16. Termination & Breach Consequences

  • Immediate Termination Clause: BatchService reserves the right to terminate an affiliate’s participation at any time, without prior notice, if the affiliate is found to be in violation of any terms in this agreement.
  • Non-Disparagement Clause: Affiliates shall not make negative or defamatory statements about BatchService, its employees, or its services. If an affiliate is found to be publicly criticizing or damaging the reputation of BatchService, their account will be terminated immediately, and outstanding payments will be forfeited.
  • Survival of Terms: Even after termination, the following clauses shall remain in effect:
    • Confidentiality

    • Liability Limitations

    • Indemnification

    • Governing Law & Dispute Resolution

17. Liability Limitations & Indemnification

  • No Guarantees on Earnings: BatchService does not guarantee any level of earnings for affiliates. Commissions are based solely on valid referrals and sales.

  • Indemnification Clause: The affiliate agrees to indemnify and hold BatchService harmless from any claims, damages, or legal actions resulting from their promotional activities.

  • Liability Cap: BatchService’s liability for any claim shall be limited to the total amount paid to the affiliate within the last twelve (12) months.  

18. Governing Law & Dispute Resolution

  • Choice of Law: This agreement shall be governed by and construed under the laws of the State of Arizona, United States, without regard to conflict of law principles.
  • Dispute Resolution: Any disputes arising from this agreement shall first be resolved through good faith negotiations. If a resolution cannot be reached, the parties agree to submit the dispute to binding arbitration in Arizona.
  • Class Action Waiver: Affiliates agree that they may only bring claims against BatchService on an individual basis and not as part of any class action, collective action, or representative proceeding.

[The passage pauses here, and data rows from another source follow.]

//! shargs - Multi-source flag resolution for shell scripts.

use anyhow::{Context as _, Result};
use clap::{Parser, Subcommand, ValueEnum};
use shargs::{program_context_id, render_help, resolve, ContextStore, Manifest, Resolution};
use std::path::PathBuf;

/// Multi-source flag resolution for shell scripts.
#[derive(Parser, Debug)]
#[command(name = "shargs", version, about, disable_help_subcommand = true)]
struct Cli {
    #[command(subcommand)]
    command: Commands,
}

#[derive(Debug, Clone, Copy, PartialEq, Eq, ValueEnum)]
enum OutputFormat {
    /// Resolved state as a JSON object
    Json,
    /// Path to a sourceable file of shell export statements
    Exports,
}

#[derive(Subcommand, Debug)]
enum Commands {
    /// Resolve script arguments against a manifest
    Resolve {
        /// JSON manifest for the target script
        #[arg(long)]
        manifest: String,

        /// Optional `key = value` config file merged below env and CLI
        #[arg(long)]
        config_file: Option<PathBuf>,

        /// How to emit the resolved state
        #[arg(long, value_enum, default_value_t = OutputFormat::Json)]
        format: OutputFormat,

        /// Environment variable prefix for exports output
        #[arg(long, default_value = "SHARGS_")]
        prefix: String,

        /// Arguments to resolve for the target script
        #[arg(last = true)]
        args: Vec<String>,
    },

    /// Print help text for the target script
    Help {
        /// JSON manifest for the target script
        #[arg(long)]
        manifest: String,
    },
}

fn main() -> Result<()> {
    let cli = Cli::parse();

    match cli.command {
        Commands::Resolve {
            manifest,
            config_file,
            format,
            prefix,
            args,
        } => {
            let manifest =
                Manifest::from_json(&manifest).context("failed to parse manifest JSON")?;

            let mut store = ContextStore::new();
            let id = manifest
                .name
                .clone()
                .unwrap_or_else(program_context_id);
            let ctx = store.acquire(&id);
            manifest.apply(ctx).context("invalid manifest")?;

            let resolution = resolve(ctx, &args, config_file.as_deref())
                .context("failed to resolve arguments")?;

            match resolution {
                Resolution::Help => print!("{}", render_help(ctx)),
                Resolution::Complete(resolved) => match format {
                    OutputFormat::Json => {
                        println!("{}", resolved.to_json().context("failed to encode output")?)
                    }
                    OutputFormat::Exports => {
                        let path = resolved
                            .export_file(&prefix)
                            .context("failed to write export file")?;
                        println!("{}", path.display());
                    }
                },
            }
        }
        Commands::Help { manifest } => {
            let manifest =
                Manifest::from_json(&manifest).context("failed to parse manifest JSON")?;
            let mut store = ContextStore::new();
            let id = manifest
                .name
                .clone()
                .unwrap_or_else(program_context_id);
            let ctx = store.acquire(&id);
            manifest.apply(ctx).context("invalid manifest")?;
            print!("{}", render_help(ctx));
        }
    }

    Ok(())
}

19. Additional Clauses for Your Requested Changes

  • Exclusivity and Competitive Promotion: The Affiliate agrees not to promote, advertise, or endorse any brands, products, or services that compete with BatchService. BatchService retains sole discretion in determining whether a brand, product, or service is considered a competitor. If BatchService determines that an Affiliate is promoting a competitor, BatchService reserves the right to withhold any outstanding payments and cancel all future payments to the Affiliate.
  • Referral Commission Limitation: Affiliate commissions will only be paid for the first twelve (12) months following the referred customer’s initial sign-up for a BatchService product. Any recurring revenue or renewals beyond the initial twelve-month period will not be eligible for affiliate commissions.

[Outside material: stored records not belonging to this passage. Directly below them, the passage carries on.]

#[cfg(test)]
mod tests {
    use super::*;
    use crate::flag::{FlagDefinition, FlagType};

    fn bool_flag(name: &str) -> FlagDefinition {
        FlagDefinition::new(name, FlagType::Bool)
    }

    #[test]
    fn test_register_initializes_sentinel() {
        let mut store = ContextStore::new();
        let ctx = store.acquire("test");
        ctx.register(bool_flag("verbose")).unwrap();
        ctx.register(FlagDefinition::new("count", FlagType::Int)).unwrap();
        ctx.register(FlagDefinition::new("name", FlagType::String)).unwrap();

        assert_eq!(ctx.get("verbose"), Some("false"));
        assert_eq!(ctx.get("count"), Some(""));
        assert_eq!(ctx.get("name"), Some(""));
        assert_eq!(ctx.get("missing"), None);
    }

    #[test]
    fn test_register_rejects_bad_names() {
        let mut store = ContextStore::new();
        let ctx = store.acquire("test");
        for bad in ["", "1flag", "-flag", "_flag", "fla g", "fl@g"] {
            let result = ctx.register(bool_flag(bad));
            assert!(
                matches!(result, Err(RegistryError::InvalidFlagName(_))),
                "expected '{}' to be rejected",
                bad
            );
        }
        // Hyphens, underscores and digits are fine after the first letter
        ctx.register(bool_flag("dry-run_2")).unwrap();
    }

    #[test]
    fn test_register_rejects_duplicate_name() {
        let mut store = ContextStore::new();
        let ctx = store.acquire("test");
        ctx.register(bool_flag("verbose")).unwrap();
        let result = ctx.register(bool_flag("verbose"));
        assert!(matches!(result, Err(RegistryError::DuplicateFlag(name)) if name == "verbose"));
    }

    #[test]
    fn test_register_rejects_duplicate_shorthand() {
        let mut store = ContextStore::new();
        let ctx = store.acquire("test");
        ctx.register(bool_flag("verbose").shorthand('v')).unwrap();
        let result = ctx.register(bool_flag("version").shorthand('v'));
        assert!(matches!(
            result,
            Err(RegistryError::DuplicateShorthand { shorthand: 'v', ref claimed_by }) if claimed_by == "verbose"
        ));
    }

    #[test]
    fn test_register_rejects_bad_env_var() {
        let mut store = ContextStore::new();
        let ctx = store.acquire("test");
        for (i, bad) in ["lower", "1VAR", "_VAR", "MY-VAR", ""].iter().enumerate() {
            let result = ctx.register(
                FlagDefinition::new(format!("flag{}", i), FlagType::String).env_var(*bad),
            );
            assert!(
                matches!(result, Err(RegistryError::InvalidEnvVarName(_))),
                "expected env var '{}' to be rejected",
                bad
            );
        }
        ctx.register(FlagDefinition::new("ok", FlagType::String).env_var("MY_VAR_2"))
            .unwrap();
    }

    #[test]
    fn test_register_rejects_invalid_default() {
        let mut store = ContextStore::new();
        let ctx = store.acquire("test");
        let result = ctx.register(FlagDefinition::new("count", FlagType::Int).default_value("five"));
        assert!(matches!(
            result,
            Err(RegistryError::InvalidDefault { ref flag, .. }) if flag == "count"
        ));

        let result = ctx.register(
            FlagDefinition::new("mode", FlagType::String)
                .allowed_values(["fast", "slow"])
                .default_value("medium"),
        );
        assert!(matches!(result, Err(RegistryError::InvalidDefault { .. })));
    }

    #[test]
    fn test_failed_registration_leaves_no_trace() {
        let mut store = ContextStore::new();
        let ctx = store.acquire("test");
        let result = ctx.register(
            FlagDefinition::new("count", FlagType::Int)
                .shorthand('c')
                .default_value("oops"),
        );
        assert!(result.is_err());
        // Shorthand must not be claimed by the rejected flag
        ctx.register(bool_flag("check").shorthand('c')).unwrap();
    }

    #[test]
    fn test_mutex_group_member_checks() {
        let mut store = ContextStore::new();
        let ctx = store.acquire("test");
        ctx.register(bool_flag("start")).unwrap();
        ctx.register(bool_flag("stop")).unwrap();
        ctx.register(FlagDefinition::new("mode", FlagType::String)).unwrap();

        ctx.add_mutex_group(["start", "stop"]).unwrap();

        let result = ctx.add_mutex_group(["start", "missing"]);
        assert!(matches!(result, Err(RegistryError::UnknownMutexFlag(name)) if name == "missing"));

        let result = ctx.add_mutex_group(["start", "mode"]);
        assert!(matches!(result, Err(RegistryError::NonBoolMutexFlag(name)) if name == "mode"));
    }

    #[test]
    fn test_positional_rule_registered_once() {
        let mut store = ContextStore::new();
        let ctx = store.acquire("test");
        ctx.require_positionals(2, Some("input files".to_string())).unwrap();
        let result = ctx.require_positionals(3, None);
        assert!(matches!(result, Err(RegistryError::DuplicatePositionalRule)));
        // The original rule is untouched
        assert_eq!(ctx.positional_rule().map(|r| r.min), Some(2));
    }

    #[test]
    fn test_create_rejects_duplicate() {
        let mut store = ContextStore::new();
        store.create("one").unwrap();
        let result = store.create("one");
        assert!(matches!(result, Err(ContextError::Duplicate(id)) if id == "one"));
    }

    #[test]
    fn test_acquire_is_idempotent() {
        let mut store = ContextStore::new();
        store.acquire("auto").register(bool_flag("verbose")).unwrap();
        // Second acquire reuses the existing context instead of erroring
        let ctx = store.acquire("auto");
        assert_eq!(ctx.get("verbose"), Some("false"));
    }

    #[test]
    fn test_destroy_clears_current() {
        let mut store = ContextStore::new();
        store.create("one").unwrap();
        assert_eq!(store.current().unwrap().id(), "one");

        store.destroy("one").unwrap();
        assert!(matches!(store.current(), Err(ContextError::NoCurrent)));
        assert!(matches!(store.destroy("one"), Err(ContextError::NotFound(_))));
    }

    #[test]
    fn test_destroy_other_keeps_current() {
        let mut store = ContextStore::new();
        store.create("one").unwrap();
        store.create("two").unwrap();
        store.destroy("one").unwrap();
        assert_eq!(store.current().unwrap().id(), "two");
    }

    #[test]
    fn test_contexts_are_isolated() {
        let mut store = ContextStore::new();
        store
            .acquire("a")
            .register(bool_flag("verbose").shorthand('v'))
            .unwrap();
        store
            .acquire("b")
            .register(bool_flag("verbose").shorthand('x'))
            .unwrap();

        let a = store.get("a").unwrap();
        let b = store.get("b").unwrap();
        assert_eq!(a.definition("verbose").unwrap().shorthand, Some('v'));
        assert_eq!(b.definition("verbose").unwrap().shorthand, Some('x'));
        assert!(a.definition_by_shorthand('x').is_none());
    }
}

20. Relationship of Parties

The parties agree that this Agreement establishes an independent contractor relationship.

21. Survival

The obligations under Sections [Confidentiality, Limitation of Liability, Indemnification, Covenant Not to Compete, Data Protection and Compliance, and Governing Law] shall survive termination or expiration of this Agreement.

22. Assignment

Affiliate Partner may not assign or transfer this Agreement without Batch’s prior written consent.

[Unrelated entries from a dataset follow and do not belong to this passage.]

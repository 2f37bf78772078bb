//! Resolved state: structured export as JSON and shell statements.

use anyhow::Result;
use serde::{Deserialize, Serialize};
use std::collections::BTreeMap;
use std::io::Write;
use std::path::PathBuf;
use tempfile::NamedTempFile;

/// Final state of a successful resolution: flag values in alphabetical
/// order, positional arguments in encounter order.
#[derive(Debug, Clone, PartialEq, Eq, Serialize, Deserialize)]
pub struct ResolvedArgs {
    pub flags: BTreeMap<String, String>,
    pub positionals: Vec<String>,
}

impl ResolvedArgs {
    /// Resolved value of a flag.
    pub fn get(&self, name: &str) -> Option<&str> {
        self.flags.get(name).map(String::as_str)
    }

    /// Resolved boolean; `None` when the flag is unknown or not canonical.
    pub fn get_bool(&self, name: &str) -> Option<bool> {
        match self.get(name)? {
            "true" => Some(true),
            "false" => Some(false),
            _ => None,
        }
    }

    /// Resolved integer; `None` when the flag is unknown, unset or not an
    /// integer.
    pub fn get_int(&self, name: &str) -> Option<i64> {
        self.get(name)?.parse().ok()
    }

    /// Serialize to JSON. Escaping is lossless; feeding the output back
    /// through a JSON parser reproduces the exact values.
    pub fn to_json(&self) -> serde_json::Result<String> {
        serde_json::to_string(self)
    }

    pub fn to_json_pretty(&self) -> serde_json::Result<String> {
        serde_json::to_string_pretty(self)
    }

    /// Render shell `export` statements, one per flag, plus the positional
    /// list. Deterministic: flags are already alphabetically ordered.
    pub fn to_exports(&self, prefix: &str) -> String {
        let mut output = String::new();
        for (name, value) in &self.flags {
            let var_name = format!("{}{}", prefix, to_shell_var_name(name));
            output.push_str(&format!(
                "export {}=\"{}\"\n",
                var_name,
                escape_shell_value(value)
            ));
        }
        let positionals: Vec<String> = self
            .positionals
            .iter()
            .map(|p| format!("\"{}\"", escape_shell_value(p)))
            .collect();
        output.push_str(&format!(
            "export {}ARGS=({})\n",
            prefix,
            positionals.join(" ")
        ));
        output
    }

    /// Write the export statements to a persisted temporary file and return
    /// its path, for a calling script to source.
    pub fn export_file(&self, prefix: &str) -> Result<PathBuf> {
        let mut file = NamedTempFile::new()?;
        file.write_all(self.to_exports(prefix).as_bytes())?;
        let path = file.into_temp_path().keep()?;
        Ok(path)
    }
}

/// Escape a string for safe use in a shell double-quoted context.
///
/// Escapes: $, `, \, ", and !
fn escape_shell_value(value: &str) -> String {
    let mut escaped = String::with_capacity(value.len());
    for c in value.chars() {
        match c {
            '$' => escaped.push_str("\\$"),
            '`' => escaped.push_str("\\`"),
            '\\' => escaped.push_str("\\\\"),
            '"' => escaped.push_str("\\\""),
            '!' => escaped.push_str("\\!"),
            '\n' => escaped.push_str("\\n"),
            '\r' => escaped.push_str("\\r"),
            '\t' => escaped.push_str("\\t"),
            _ => escaped.push(c),
        }
    }
    escaped
}

/// Convert a flag name to a valid shell variable name.
///
/// Converts to uppercase and replaces hyphens with underscores.
fn to_shell_var_name(name: &str) -> String {
    name.to_uppercase().replace('-', "_")
}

23. Entire Agreement and Amendments

This Agreement constitutes the entire agreement and supersedes prior agreements. Amendments must be in writing and communicated electronically or via email to the Affiliate Partner.

24. Acknowledgment and Acceptance

This Agreement does not require a physical signature. By checking the acknowledgment box upon login to the affiliate portal, you confirm your acceptance of these terms.